In a statement on Thursday, the National Union of People’s Lawyers (NUPL) said that even Republic Act No. 11469 or the Bayanihan to Heal as One Act — created primarily for the government’s response on the health crisis — does not have any provision making protest movements illegal.
NULP said the same goes for R.A. 11332 or the Mandatory Reporting of Notifiable Diseases, another law being used to enforce COVID-19 quarantine measures.
This claim from the group came as several opposition and activist organizations openly invited people to take part in an Independence Day protest on Friday, under the guise of a “mañanita” — in reference to the infamous incident involving Metro Manila’s top cop, Maj. Gen. Debold Sinas.
“There is no law prohibiting rallies (even) during the COVID-19 pandemic. R.A. No. 11469 (Bayanihan Act) and R.A. 11332 (Mandatory Reporting of Notifiable Diseases) do not prohibit rallies. They do not have provisions allowing arrests simply on the alleged violation of “mass gathering or quarantine rules,” the group said.
“Various IATF (Inter Agency Task Force) rules and executive orders on ECQ/GCQ (enhanced/ general community quarantine) — which are not criminal laws — do not prohibit rallies or authorize the arrest of rallyists,” it added.
Organizers from the Movement Against Tyranny said that the protest would commence at the University of the Philippines on Friday, while other civil society groups and political parties would also hold their protests online and within their communities.
As news of the plans to conduct rallies swept through mainstream and social media, government officials were quick to remind that such activities are discouraged.
Joint Task Force COVID-19 commander and police Lt. Gen. Guillermo Eleazar urged protesters to think twice before joining the protest movements, in light of the still increasing COVID-19 cases.

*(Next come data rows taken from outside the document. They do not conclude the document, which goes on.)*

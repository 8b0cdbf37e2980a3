// Copyright 2024-2026 Farlight Networks, LLC
//
// Licensed under the Apache License, Version 2.0 (the "License");
// you may not use this file except in compliance with the License.
// You may obtain a copy of the License at
//
//     http://www.apache.org/licenses/LICENSE-2.0
//
// Unless required by applicable law or agreed to in writing, software
// distributed under the License is distributed on an "AS IS" BASIS,
// WITHOUT WARRANTIES OR CONDITIONS OF ANY KIND, either express or implied.
// See the License for the specific language governing permissions and
// limitations under the License.

//! Session and bidirectional-tunnel brokerage.
//!
//! `tunnel-splice` is the core of a traffic-interception manager: it
//! registers long-lived client and agent sessions, keeps them alive through
//! heartbeats, and on demand splices a stream arriving from one session to
//! a stream arriving from the other, so that a TCP/UDP connection is
//! tunneled end-to-end between the two peers.
//!
//! # Architecture
//!
//! - [`SessionRegistry`] owns every session and backs the manager's RPC
//!   surface: open, heartbeat ([`SessionRegistry::mark`]), departure
//!   ([`SessionRegistry::cancel`]), and staleness reaping.
//! - Each [`Session`] carries a waiting-map of half-streams awaiting their
//!   counterpart, an outbound [`DialWatch`] queue toward its long poll, and
//!   a done signal every pending operation listens to.
//! - [`Session::establish_bidi_pipe`] parks one half, pushes a
//!   [`DialRequest`](tunnel_splice_wire::DialRequest) to the peer, and
//!   waits; [`Session::on_connect`] matches the arriving counterpart and
//!   fuses both halves into a [`BidiPipe`] that copies frames each way
//!   until EOF, error, or either session's departure.
//! - Agent sessions additionally carry a [`DnsConduit`] for forwarding
//!   in-cluster lookups, and client sessions a [`ConsumptionMetrics`] block
//!   fed by their pipes.
//!
//! # Example
//!
//! ```ignore
//! use tunnel_splice::{Config, SessionRegistry};
//! use std::time::Instant;
//!
//! let registry = SessionRegistry::new(Config::default())?;
//!
//! // Session lifecycle, driven by the RPC layer.
//! let client = registry.open_client(Instant::now());
//! let agent = registry.open_agent(Instant::now());
//!
//! // The agent's dial long poll.
//! let mut dials = agent.take_dial_watch().unwrap();
//!
//! // A client stream asks for the agent to dial its counterpart; when the
//! // agent's stream arrives, both calls return the same pipe.
//! let pipe = registry.establish_bidi_pipe(agent.id(), client_stream).await?;
//! ```

mod config;
mod dial;
mod dns;
mod error;
mod metrics;
mod pipe;
mod registry;
mod session;
mod state;

pub use config::{Config, ConfigError};
pub use dial::DialWatch;
pub use dns::{DnsConduit, DnsWatch};
pub use error::Error;
pub use metrics::{ActiveGauge, ByteProbe, ConsumptionMetrics};
pub use pipe::{BidiPipe, PipeProbes};
pub use registry::SessionRegistry;
pub use session::{Session, SessionKind};
pub use state::PipeState;

pub use tunnel_splice_transport::{
    MessageReader, MessageWriter, StreamInfo, TunnelStream, DEFAULT_DIAL_TIMEOUT,
};
pub use tunnel_splice_wire::{
    ConnId, ControlCode, DialRequest, DnsRequest, DnsResponse, SessionId, TunnelMessage,
    AGENT_SESSION_ID_PREFIX,
};
// Copyright 2024-2026 Farlight Networks, LLC
//
// Licensed under the Apache License, Version 2.0 (the "License");
// you may not use this file except in compliance with the License.
// You may obtain a copy of the License at
//
//     http://www.apache.org/licenses/LICENSE-2.0
//
// Unless required by applicable law or agreed to in writing, software
// distributed under the License is distributed on an "AS IS" BASIS,
// WITHOUT WARRANTIES OR CONDITIONS OF ANY KIND, either express or implied.
// See the License for the specific language governing permissions and
// limitations under the License.

//! Wire protocol for the tunnel-splice brokerage core.
//!
//! This crate provides the value types carried between the manager and its
//! peers, together with the codec and framing layers used by byte-stream
//! embeddings of the protocol.

mod codec;
mod error;
mod framing;
mod messages;

pub use codec::{BincodeCodec, Codec, CodecError};
pub use error::WireError;
pub use framing::{decode_frame, encode_frame, FrameReader, FrameWriter, MAX_FRAME_SIZE};
pub use messages::{
    ConnId, ControlCode, DialRequest, DnsRequest, DnsResponse, SessionId, TunnelMessage,
    AGENT_SESSION_ID_PREFIX,
};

But Justice Secretary Menardo Guevarra issued a more stern warning earlier, saying that such activities are temporarily banned and that participants are running the risk of being slapped with “penal sanctions”.
Interior Secretary Eduardo Año meanwhile urged people to pursue other means to express their views — so as not to complicated the current health situation in the country.
For NUPL though, Section 4, Article III the 1987 Constitution has been clear that no law can be passed that would abridge the freedom of speech. They also noted that the same constitution says that law enforcement agencies should not interfere with the movements and that people should not be arrested if they are not violating any law.
The planned June 12 protests however were not the first of its kind ever since the COVID-19 pandemic affected the country. Last June 4, an indignation rally in condemnation of the Anti-Terrorism Bill was also held at UP and at the Commission on Human Rights (CHR) office.